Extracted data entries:

===

//! In-memory stock store with staged-copy transactions.
//!
//! A transaction takes the store-wide async mutex (the owned guard lives in
//! the transaction), stages its changes on a copy of the tables, and swaps
//! the copy in at commit. That gives the single-writer discipline the store
//! contract requires — stronger than per-product row locks, which is fine
//! for tests — and makes rollback-on-drop trivial: dropping the transaction
//! discards the copy.
//!
//! Fault injection: [`InMemoryStockStore::fail_next_commit`] makes exactly
//! one upcoming commit fail after all statements succeeded, which is how
//! the atomicity tests prove that a movement is all-or-nothing. Back doors
//! like [`InMemoryStockStore::inject_carrier_defect`] mutate committed
//! state directly, planting the drift the reconciler must find.

use chrono::{DateTime, TimeDelta, Utc};
use std::collections::HashMap;
use std::sync::Arc;
use std::sync::atomic::{AtomicBool, Ordering};
use tokio::sync::{Mutex, OwnedMutexGuard};

use stock_ledger_core::store::Result;
use stock_ledger_core::{
    CarrierId, CarrierState, Clock, Direction, EntryId, InventorySnapshot, LedgerEntry,
    LedgerEntryDraft, MovementFilter, NewCarrier, NewProduct, ProductId, ProductRecord,
    StockStore, StockTx, StorageError, SystemClock, UnitCarrier,
};

/// Default page size for ledger history reads.
const DEFAULT_PAGE_SIZE: usize = 20;

#[derive(Clone, Debug, Default)]
struct Tables {
    products: HashMap<ProductId, ProductRecord>,
    carriers: HashMap<CarrierId, UnitCarrier>,
    entries: Vec<LedgerEntry>,
    snapshots: HashMap<ProductId, InventorySnapshot>,
    next_product_id: i64,
    next_carrier_id: i64,
    next_entry_id: i64,
}

impl Tables {
    fn carrier_truth(&self, product_id: ProductId) -> i64 {
        self.carriers
            .values()
            .filter(|c| c.product_id == product_id && c.state.is_stocked_in())
            .map(|c| c.units_assigned)
            .sum()
    }
}

/// In-memory [`StockStore`] for fast, deterministic tests.
#[derive(Clone)]
pub struct InMemoryStockStore {
    tables: Arc<Mutex<Tables>>,
    clock: Arc<dyn Clock>,
    fail_next_commit: Arc<AtomicBool>,
}

impl Default for InMemoryStockStore {
    fn default() -> Self {
        Self::new(Arc::new(SystemClock))
    }
}

impl InMemoryStockStore {
    /// Create an empty store whose entry timestamps come from `clock`.
    #[must_use]
    pub fn new(clock: Arc<dyn Clock>) -> Self {
        Self {
            tables: Arc::new(Mutex::new(Tables::default())),
            clock,
            fail_next_commit: Arc::new(AtomicBool::new(false)),
        }
    }

    /// Make the next commit fail after all its statements succeeded,
    /// leaving committed state untouched.
    pub fn fail_next_commit(&self) {
        self.fail_next_commit.store(true, Ordering::SeqCst);
    }

    /// Back door: set a carrier's unit count directly in committed state,
    /// bypassing the transaction path. Used to plant zero-unit defects.
    pub async fn inject_carrier_units(&self, carrier_id: CarrierId, units: i64) {
        let mut tables = self.tables.lock().await;
        if let Some(carrier) = tables.carriers.get_mut(&carrier_id) {
            carrier.units_assigned = units;
        }
    }

    /// Back door: plant the classic zero-unit defect (stocked in,
    /// `units_assigned = 0`).
    pub async fn inject_carrier_defect(&self, carrier_id: CarrierId) {
        let mut tables = self.tables.lock().await;
        if let Some(carrier) = tables.carriers.get_mut(&carrier_id) {
            carrier.state = CarrierState::StockedIn;
            carrier.units_assigned = 0;
        }
    }

    /// Back door: overwrite both cached views directly, planting cache
    /// drift for the reconciler to find.
    pub async fn inject_cached_views(&self, product_id: ProductId, quantity: i64) {
        let mut tables = self.tables.lock().await;
        if let Some(product) = tables.products.get_mut(&product_id) {
            product.aggregate_stock = quantity;
        }
        if let Some(snapshot) = tables.snapshots.get_mut(&product_id) {
            snapshot.quantity = quantity;
        }
    }

    /// Number of committed ledger entries for a product.
    pub async fn entry_count(&self, product_id: ProductId) -> usize {
        let tables = self.tables.lock().await;
        tables
            .entries
            .iter()
            .filter(|e| e.product_id == product_id)
            .count()
    }

    /// Insert a carrier directly into committed state (fixture path).
    pub async fn seed_carrier(&self, carrier: &NewCarrier, state: CarrierState) -> UnitCarrier {
        let mut tables = self.tables.lock().await;
        tables.next_carrier_id += 1;
        let inserted = UnitCarrier {
            id: CarrierId::new(tables.next_carrier_id),
            product_id: carrier.product_id,
            code: carrier.code.clone(),
            units_assigned: carrier.units_assigned,
            state,
        };
        tables.carriers.insert(inserted.id, inserted.clone());
        inserted
    }
}

impl StockStore for InMemoryStockStore {
    type Tx = InMemoryTx;

    async fn begin(&self) -> Result<Self::Tx> {
        let guard = Arc::clone(&self.tables).lock_owned().await;
        let staged = guard.clone();
        Ok(InMemoryTx {
            guard,
            staged,
            clock: Arc::clone(&self.clock),
            fail_next_commit: Arc::clone(&self.fail_next_commit),
        })
    }

    async fn product(&self, product_id: ProductId) -> Result<Option<ProductRecord>> {
        let tables = self.tables.lock().await;
        Ok(tables.products.get(&product_id).cloned())
    }

    async fn insert_product(&self, product: &NewProduct) -> Result<ProductRecord> {
        let mut tables = self.tables.lock().await;
        if tables.products.values().any(|p| p.sku == product.sku) {
            return Err(StorageError::Conflict(format!(
                "sku '{}' already exists",
                product.sku
            )));
        }
        tables.next_product_id += 1;
        let record = ProductRecord {
            id: ProductId::new(tables.next_product_id),
            sku: product.sku.clone(),
            price: product.price,
            aggregate_stock: 0,
        };
        tables.products.insert(record.id, record.clone());
        Ok(record)
    }

    async fn carrier_by_code(&self, code: &str) -> Result<Option<UnitCarrier>> {
        let tables = self.tables.lock().await;
        Ok(tables.carriers.values().find(|c| c.code == code).cloned())
    }

    async fn last_movement(
        &self,
        carrier_id: CarrierId,
        direction: Direction,
    ) -> Result<Option<DateTime<Utc>>> {
        let tables = self.tables.lock().await;
        Ok(tables
            .entries
            .iter()
            .filter(|e| e.carrier_id == Some(carrier_id) && e.direction == direction)
            .map(|e| e.created_at)
            .max())
    }

    async fn snapshot(&self, product_id: ProductId) -> Result<Option<InventorySnapshot>> {
        let tables = self.tables.lock().await;
        Ok(tables.snapshots.get(&product_id).cloned())
    }

    async fn carrier_truth(&self, product_id: ProductId) -> Result<i64> {
        let tables = self.tables.lock().await;
        Ok(tables.carrier_truth(product_id))
    }

    async fn defective_carriers(&self, product_id: ProductId) -> Result<Vec<CarrierId>> {
        let tables = self.tables.lock().await;
        Ok(tables
            .carriers
            .values()
            .filter(|c| {
                c.product_id == product_id && c.state.is_stocked_in() && c.units_assigned == 0
            })
            .map(|c| c.id)
            .collect())
    }

    async fn ledger_truth(&self, product_id: ProductId) -> Result<i64> {
        let tables = self.tables.lock().await;
        Ok(tables
            .entries
            .iter()
            .filter(|e| e.product_id == product_id)
            .map(LedgerEntry::signed_quantity)
            .sum())
    }

    async fn movements(&self, filter: &MovementFilter) -> Result<Vec<LedgerEntry>> {
        let tables = self.tables.lock().await;
        let mut matching: Vec<LedgerEntry> = tables
            .entries
            .iter()
            .filter(|e| filter.product_id.is_none_or(|p| e.product_id == p))
            .filter(|e| filter.direction.is_none_or(|d| e.direction == d))
            .cloned()
            .collect();
        matching.sort_by_key(|e| std::cmp::Reverse(e.id));
        let limit = filter
            .limit
            .map_or(DEFAULT_PAGE_SIZE, |l| l as usize);
        Ok(matching
            .into_iter()
            .skip(filter.offset as usize)
            .take(limit)
            .collect())
    }

    async fn product_ids(&self) -> Result<Vec<ProductId>> {
        let tables = self.tables.lock().await;
        let mut ids: Vec<ProductId> = tables.products.keys().copied().collect();
        ids.sort_unstable();
        Ok(ids)
    }
}

/// An open unit of work against [`InMemoryStockStore`].
///
/// Holds the store-wide lock; dropping it without commit discards all
/// staged changes.
pub struct InMemoryTx {
    guard: OwnedMutexGuard<Tables>,
    staged: Tables,
    clock: Arc<dyn Clock>,
    fail_next_commit: Arc<AtomicBool>,
}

===

* Work to be completed: What you give back should be only the lines of the records above, starting at the line with "pub fn fail_next_commit(&self)" and ending at the line with "state (fixture path).", restated word for word.

* Result:
    pub fn fail_next_commit(&self) {
        self.fail_next_commit.store(true, Ordering::SeqCst);
    }

    /// Back door: set a carrier's unit count directly in committed state,
    /// bypassing the transaction path. Used to plant zero-unit defects.
    pub async fn inject_carrier_units(&self, carrier_id: CarrierId, units: i64) {
        let mut tables = self.tables.lock().await;
        if let Some(carrier) = tables.carriers.get_mut(&carrier_id) {
            carrier.units_assigned = units;
        }
    }

    /// Back door: plant the classic zero-unit defect (stocked in,
    /// `units_assigned = 0`).
    pub async fn inject_carrier_defect(&self, carrier_id: CarrierId) {
        let mut tables = self.tables.lock().await;
        if let Some(carrier) = tables.carriers.get_mut(&carrier_id) {
            carrier.state = CarrierState::StockedIn;
            carrier.units_assigned = 0;
        }
    }

    /// Back door: overwrite both cached views directly, planting cache
    /// drift for the reconciler to find.
    pub async fn inject_cached_views(&self, product_id: ProductId, quantity: i64) {
        let mut tables = self.tables.lock().await;
        if let Some(product) = tables.products.get_mut(&product_id) {
            product.aggregate_stock = quantity;
        }
        if let Some(snapshot) = tables.snapshots.get_mut(&product_id) {
            snapshot.quantity = quantity;
        }
    }

    /// Number of committed ledger entries for a product.
    pub async fn entry_count(&self, product_id: ProductId) -> usize {
        let tables = self.tables.lock().await;
        tables
            .entries
            .iter()
            .filter(|e| e.product_id == product_id)
            .count()
    }

    /// Insert a carrier directly into committed state (fixture path).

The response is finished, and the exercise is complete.